Commitments, Contingencies and Liquidity Matters. As described in the 2018
Annual Report, the Company's liquidity may be adversely impacted by a variety
of factors, including, but not limited to, pension funding obligations, reserve
requirements associated with credit card processing agreements, guarantees,
commitments and contingencies. See the 2018 Annual Report and Notes 6, 7, 8, 9,
10 and 11 to the financial statements contained in Part I, Item 1 of this
report for additional information.
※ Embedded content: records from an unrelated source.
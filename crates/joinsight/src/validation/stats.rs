//! Summary statistics over per-value frequency counts.

use serde::{Deserialize, Serialize};

/// Describes a distribution of repetition counts (one count per distinct value).
#[derive(Debug, Clone, Copy, Default, PartialEq, Serialize, Deserialize)]
pub struct FrequencySummary {
    /// Number of distinct values.
    pub count: usize,
    pub mean: f64,
    /// Sample standard deviation (n - 1); 0 for fewer than two values.
    pub std: f64,
    pub min: f64,
    /// First quartile (25th percentile).
    pub q1: f64,
    pub median: f64,
    /// Third quartile (75th percentile).
    pub q3: f64,
    pub max: f64,
}

impl FrequencySummary {
    /// Summarize frequency counts. An empty input yields all zeros.
    pub fn from_counts(counts: impl IntoIterator<Item = usize>) -> Self {
        let mut values: Vec<f64> = counts.into_iter().map(|c| c as f64).collect();
        if values.is_empty() {
            return Self::default();
        }
        values.sort_by(|a, b| a.partial_cmp(b).unwrap_or(std::cmp::Ordering::Equal));

        let n = values.len();
        let mean = values.iter().sum::<f64>() / n as f64;
        let std = if n < 2 {
            0.0
        } else {
            let ss: f64 = values.iter().map(|v| (v - mean).powi(2)).sum();
            (ss / (n - 1) as f64).sqrt()
        };

        Self {
            count: n,
            mean,
            std,
            min: values[0],
            q1: percentile(&values, 0.25),
            median: percentile(&values, 0.50),
            q3: percentile(&values, 0.75),
            max: values[n - 1],
        }
    }
}

/// Linear-interpolated percentile of sorted, non-empty values.
fn percentile(sorted: &[f64], p: f64) -> f64 {
    let rank = p * (sorted.len() - 1) as f64;
    let lower = rank.floor() as usize;
    let upper = rank.ceil() as usize;
    let weight = rank - lower as f64;
    sorted[lower] + (sorted[upper] - sorted[lower]) * weight
}

#[cfg(test)]
mod tests {
    use super::*;

    #[test]
    fn test_summary_matches_describe() {
        let summary = FrequencySummary::from_counts([1, 2, 3, 4]);
        assert_eq!(summary.count, 4);
        assert_eq!(summary.mean, 2.5);
        assert!((summary.std - 1.290_994).abs() < 1e-6);
        assert_eq!(summary.min, 1.0);
        assert_eq!(summary.q1, 1.75);
        assert_eq!(summary.median, 2.5);
        assert_eq!(summary.q3, 3.25);
        assert_eq!(summary.max, 4.0);
    }

    #[test]
    fn test_single_value() {
        let summary = FrequencySummary::from_counts([5]);
        assert_eq!(summary.std, 0.0);
        assert_eq!(summary.median, 5.0);
    }

    #[test]
    fn test_empty() {
        assert_eq!(FrequencySummary::from_counts(Vec::new()), FrequencySummary::default());
    }
}
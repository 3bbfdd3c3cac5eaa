//! Normalize command - show the monthly periods of a date column.

use std::path::PathBuf;

use colored::Colorize;
use indexmap::IndexMap;
use joinsight::{DateNormalizer, Parser};

pub fn run(file: PathBuf, column: String) -> Result<(), Box<dyn std::error::Error>> {
    if !file.exists() {
        return Err(format!("File not found: {}", file.display()).into());
    }

    let (dataset, _) = Parser::new().load_dataset(&file)?;
    let normalized = DateNormalizer::new().normalize(&dataset, &column)?;

    println!(
        "{} {} {}",
        "Normalized".cyan().bold(),
        column.white().bold(),
        format!("({} parsed, {} unparseable)", normalized.parsed, normalized.failed).dimmed()
    );

    if let Some((first, last)) = normalized.range() {
        println!("Range: {} to {}", first, last);
    }

    let mut counts: IndexMap<String, usize> = IndexMap::new();
    for period in normalized.periods.iter().flatten() {
        *counts.entry(period.to_string()).or_insert(0) += 1;
    }
    counts.sort_keys();

    println!();
    for (period, count) in &counts {
        println!("  {}  {}", period.white(), count);
    }

    let missing = normalized.periods.iter().filter(|p| p.is_none()).count();
    if missing > 0 {
        println!("  {}  {}", "(none)".yellow(), missing);
    }

    Ok(())
}
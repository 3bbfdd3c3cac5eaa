//! Cell values and their canonical comparison keys.

use std::fmt;

use chrono::{NaiveDate, NaiveDateTime};
use serde::{Deserialize, Serialize};

/// A single cell of a dataset column.
///
/// Serialized as `{"type": ..., "value": ...}` so that text holding a date
/// or a number reads back as text.
#[derive(Debug, Clone, PartialEq, Serialize, Deserialize)]
#[serde(tag = "type", content = "value", rename_all = "snake_case")]
pub enum Value {
    Null,
    Integer(i64),
    Float(f64),
    Boolean(bool),
    Date(NaiveDate),
    DateTime(NaiveDateTime),
    Text(String),
}

impl Value {
    /// True for explicit nulls and NaN floats.
    pub fn is_missing(&self) -> bool {
        match self {
            Value::Null => true,
            Value::Float(f) => f.is_nan(),
            _ => false,
        }
    }

    /// Text rendering used by pattern checks and reports.
    ///
    /// Returns `None` for missing values.
    pub fn to_text(&self) -> Option<String> {
        if self.is_missing() {
            None
        } else {
            Some(self.to_string())
        }
    }

    /// Canonical hashable key, or `None` when missing.
    ///
    /// Integral floats compare equal to the matching integer.
    pub fn key(&self) -> Option<ValueKey> {
        match self {
            Value::Null => None,
            Value::Integer(i) => Some(ValueKey::Integer(*i)),
            Value::Float(f) => {
                if f.is_nan() {
                    None
                } else if f.fract() == 0.0 && *f >= i64::MIN as f64 && *f <= i64::MAX as f64 {
                    Some(ValueKey::Integer(*f as i64))
                } else {
                    // -0.0 and 0.0 are integral, so bit patterns are stable here.
                    Some(ValueKey::Float(f.to_bits()))
                }
            }
            Value::Boolean(b) => Some(ValueKey::Boolean(*b)),
            Value::Date(d) => Some(ValueKey::Date(*d)),
            Value::DateTime(dt) => Some(ValueKey::DateTime(*dt)),
            Value::Text(s) => Some(ValueKey::Text(s.clone())),
        }
    }
}

impl fmt::Display for Value {
    fn fmt(&self, f: &mut fmt::Formatter<'_>) -> fmt::Result {
        match self {
            Value::Null => Ok(()),
            Value::Integer(i) => write!(f, "{i}"),
            Value::Float(v) => {
                if v.fract() == 0.0 && v.is_finite() {
                    write!(f, "{v:.1}")
                } else {
                    write!(f, "{v}")
                }
            }
            Value::Boolean(b) => write!(f, "{b}"),
            Value::Date(d) => write!(f, "{}", d.format("%Y-%m-%d")),
            Value::DateTime(dt) => write!(f, "{}", dt.format("%Y-%m-%d %H:%M:%S")),
            Value::Text(s) => f.write_str(s),
        }
    }
}

impl From<i64> for Value {
    fn from(v: i64) -> Self {
        Value::Integer(v)
    }
}

impl From<f64> for Value {
    fn from(v: f64) -> Self {
        Value::Float(v)
    }
}

impl From<bool> for Value {
    fn from(v: bool) -> Self {
        Value::Boolean(v)
    }
}

impl From<&str> for Value {
    fn from(v: &str) -> Self {
        Value::Text(v.to_string())
    }
}

impl From<String> for Value {
    fn from(v: String) -> Self {
        Value::Text(v)
    }
}

impl From<NaiveDate> for Value {
    fn from(v: NaiveDate) -> Self {
        Value::Date(v)
    }
}

impl<T: Into<Value>> From<Option<T>> for Value {
    fn from(v: Option<T>) -> Self {
        v.map(Into::into).unwrap_or(Value::Null)
    }
}

/// Hashable identity of a non-missing value, used for distinct sets and join keys.
#[derive(Debug, Clone, PartialEq, Eq, Hash, PartialOrd, Ord)]
pub enum ValueKey {
    Integer(i64),
    /// Bit pattern of a non-integral, non-NaN float.
    Float(u64),
    Boolean(bool),
    Date(NaiveDate),
    DateTime(NaiveDateTime),
    Text(String),
    /// Canonical year-month period produced by date normalization.
    Period(i32, u32),
}
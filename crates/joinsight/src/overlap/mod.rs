//! Per-field and combined-mapping overlap analysis.

mod engine;
mod simulation;

pub use engine::{
    CombinedOverlap, FieldOverlap, FieldVerification, OverlapBasis, OverlapEngine,
    VerificationResult,
};
pub use simulation::{JoinSimulation, simulate_join};
pub mod schema;

pub use schema::{
    Config, GenerationConfig, OAuthConfig, PersonaConfig, PublishConfig, ReliabilityConfig,
    ScheduleConfig,
};
use crate::mock_services::{
    DRAFT, GENERATE_PATH, MODEL, gemini_reply, mount_gemini_text, persona, pipeline,
};
use postwright::llm::GeminiClient;
use postwright::pipeline::{AutoApprove, ErrorKind, NeverPublish, PipelineStage, PostingPipeline};
use postwright::topic::SingleTopicSource;
use std::sync::Arc;
use std::time::{Duration, Instant};
use wiremock::matchers::{body_string_contains, header, method, path};
use wiremock::{Mock, MockServer, ResponseTemplate};

#[tokio::test]
async fn draft_comes_back_verbatim_without_publisher() {
    let gemini = MockServer::start().await;
    Mock::given(method("POST"))
        .and(path(GENERATE_PATH))
        .and(header("x-goog-api-key", "AIza-test-key"))
        .and(body_string_contains(r#"\"AI tools\""#))
        .and(body_string_contains("A, B"))
        .respond_with(ResponseTemplate::new(200).set_body_json(gemini_reply(DRAFT)))
        .expect(1)
        .mount(&gemini)
        .await;

    let report = pipeline(&gemini, None)
        .run(&mut SingleTopicSource::new("AI tools"), &mut NeverPublish)
        .await;

    assert_eq!(report.generated_text.as_deref(), Some(DRAFT));
    assert!(report.error_kind().is_none());
    assert!(report.publish_outcome.is_none());
    assert!(report.was_skipped());
}

#[tokio::test]
async fn invalid_key_is_auth_and_never_publishes() {
    let gemini = MockServer::start().await;
    let linkedin = MockServer::start().await;
    Mock::given(method("POST"))
        .and(path(GENERATE_PATH))
        .respond_with(ResponseTemplate::new(400).set_body_string(
            r#"{"error":{"code":400,"message":"API key not valid. Please pass a valid API key.","status":"INVALID_ARGUMENT"}}"#,
        ))
        .expect(1)
        .mount(&gemini)
        .await;
    Mock::given(method("POST"))
        .respond_with(ResponseTemplate::new(201))
        .expect(0)
        .mount(&linkedin)
        .await;

    let report = pipeline(&gemini, Some(&linkedin))
        .run(&mut SingleTopicSource::new("AI tools"), &mut AutoApprove)
        .await;

    assert_eq!(report.error_kind(), Some(ErrorKind::Auth));
    assert!(report.generated_text.is_none());
    assert!(report.publish_outcome.is_none());
}

#[tokio::test]
async fn rate_limit_is_not_retried() {
    let gemini = MockServer::start().await;
    Mock::given(method("POST"))
        .and(path(GENERATE_PATH))
        .respond_with(ResponseTemplate::new(429).set_body_string("quota exceeded"))
        .expect(1)
        .mount(&gemini)
        .await;

    let report = pipeline(&gemini, None)
        .run(&mut SingleTopicSource::new("AI tools"), &mut NeverPublish)
        .await;

    assert_eq!(report.error_kind(), Some(ErrorKind::QuotaOrPermission));
}

#[tokio::test]
async fn transient_failures_are_retried_until_success() {
    let gemini = MockServer::start().await;
    Mock::given(method("POST"))
        .and(path(GENERATE_PATH))
        .respond_with(ResponseTemplate::new(503))
        .up_to_n_times(2)
        .expect(2)
        .mount(&gemini)
        .await;
    mount_gemini_text(&gemini, DRAFT).await;

    let report = pipeline(&gemini, None)
        .run(&mut SingleTopicSource::new("AI tools"), &mut NeverPublish)
        .await;

    assert_eq!(report.generated_text.as_deref(), Some(DRAFT));
    assert!(report.error.is_none());
}

#[tokio::test]
async fn persistent_outage_ends_run_as_transient() {
    let gemini = MockServer::start().await;
    Mock::given(method("POST"))
        .and(path(GENERATE_PATH))
        .respond_with(ResponseTemplate::new(500))
        .expect(3)
        .mount(&gemini)
        .await;

    let report = pipeline(&gemini, None)
        .run(&mut SingleTopicSource::new("AI tools"), &mut NeverPublish)
        .await;

    assert_eq!(report.error_kind(), Some(ErrorKind::Transient));
    assert_eq!(report.last_stage(), PipelineStage::PromptBuilt);
}

#[tokio::test]
async fn blank_topic_never_calls_gemini() {
    let gemini = MockServer::start().await;
    Mock::given(method("POST"))
        .respond_with(ResponseTemplate::new(200).set_body_json(gemini_reply(DRAFT)))
        .expect(0)
        .mount(&gemini)
        .await;

    let report = pipeline(&gemini, None)
        .run(&mut SingleTopicSource::new("   "), &mut NeverPublish)
        .await;

    assert_eq!(report.error_kind(), Some(ErrorKind::InvalidTopic));
}

#[tokio::test]
async fn hung_generation_call_is_cut_off_as_transient() {
    let gemini = MockServer::start().await;
    Mock::given(method("POST"))
        .and(path(GENERATE_PATH))
        .respond_with(
            ResponseTemplate::new(200)
                .set_body_json(gemini_reply(DRAFT))
                .set_delay(Duration::from_secs(10)),
        )
        .mount(&gemini)
        .await;
    let client = GeminiClient::new(Some("AIza-test-key".into()), MODEL)
        .with_api_base(gemini.uri())
        .with_timeout_secs(1);
    let pipeline = PostingPipeline::new(persona(), Arc::new(client)).unwrap();

    let started = Instant::now();
    let report = pipeline
        .run(&mut SingleTopicSource::new("AI tools"), &mut NeverPublish)
        .await;

    assert!(started.elapsed() < Duration::from_secs(5));
    assert_eq!(report.error_kind(), Some(ErrorKind::Transient));
    assert!(report.generated_text.is_none());
}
Our actual results could differ materially
from these forward-looking statements due to numerous factors including,
without limitation, the following: our ability to execute our strategic
operating plan, including our growth, revenue-generating and cost-control
initiatives; general economic conditions (including interest rates, foreign
currency exchange rates, investment or credit market conditions, crude oil
prices, costs of aircraft fuel and energy refining capacity in relevant
markets); risks of doing business globally, including instability and political
developments that may impact our operations in certain countries; demand for
travel and the impact that global economic and political conditions have on
customer travel patterns; our capacity decisions and the capacity decisions of
our competitors; competitive pressures on pricing and on demand; changes in
aircraft fuel prices; disruptions in our supply of aircraft fuel; our ability
to cost-effectively hedge against increases in the price of aircraft fuel, if
we decide to do so; the effects of any technology failures or cybersecurity
breaches; disruptions to services provided by third-party service providers;
potential reputational or other impact from adverse events involving our
aircraft or operations, the aircraft or operations of our regional carriers or
our code share partners or the aircraft or operations of another airline; our
ability to attract and retain customers; the effects of any terrorist attacks,
international hostilities or other security events, or the fear of such events;
the mandatory grounding of aircraft in our fleet; disruptions to our regional
network; the impact of regulatory, investigative and legal proceedings and
legal compliance risks; the success of our investments in other airlines,
including in other parts of the world; industry consolidation or changes in
airline alliances; the ability of other air carriers with whom we have
alliances or partnerships to provide the services contemplated by the
respective arrangements with such carriers; costs associated with any
modification or termination of our aircraft orders; disruptions in the
availability of aircraft, parts or support from our suppliers; our ability to
maintain satisfactory labor relations and the results of any collective
bargaining agreement process with our union groups; any disruptions to
operations due to any potential actions by our labor groups; labor costs; an
outbreak of a disease that affects travel demand or travel behavior; the impact
of any management changes; extended interruptions or disruptions in service at
major airports where we operate; U.S. or foreign governmental legislation,
regulation and other actions (including Open Skies agreements, environmental
regulations and the United Kingdom's withdrawal from the European Union); the
seasonality of the airline industry; weather conditions; the costs and
availability of aviation and other insurance; the costs and availability of
financing; our ability to maintain adequate liquidity; our ability to comply
with the terms of our various financing arrangements; our ability to realize
the full value of our intangible assets and long-lived assets; and other risks
and uncertainties set forth under Part I, Item 1A., Risk Factors, of our 2018
Annual Report, and Part II, Item 1A., Risk Factors, of this report, as well as
other risks and uncertainties set forth from time to time in the reports we
file with the U.S. Securities and Exchange Commission (the "SEC").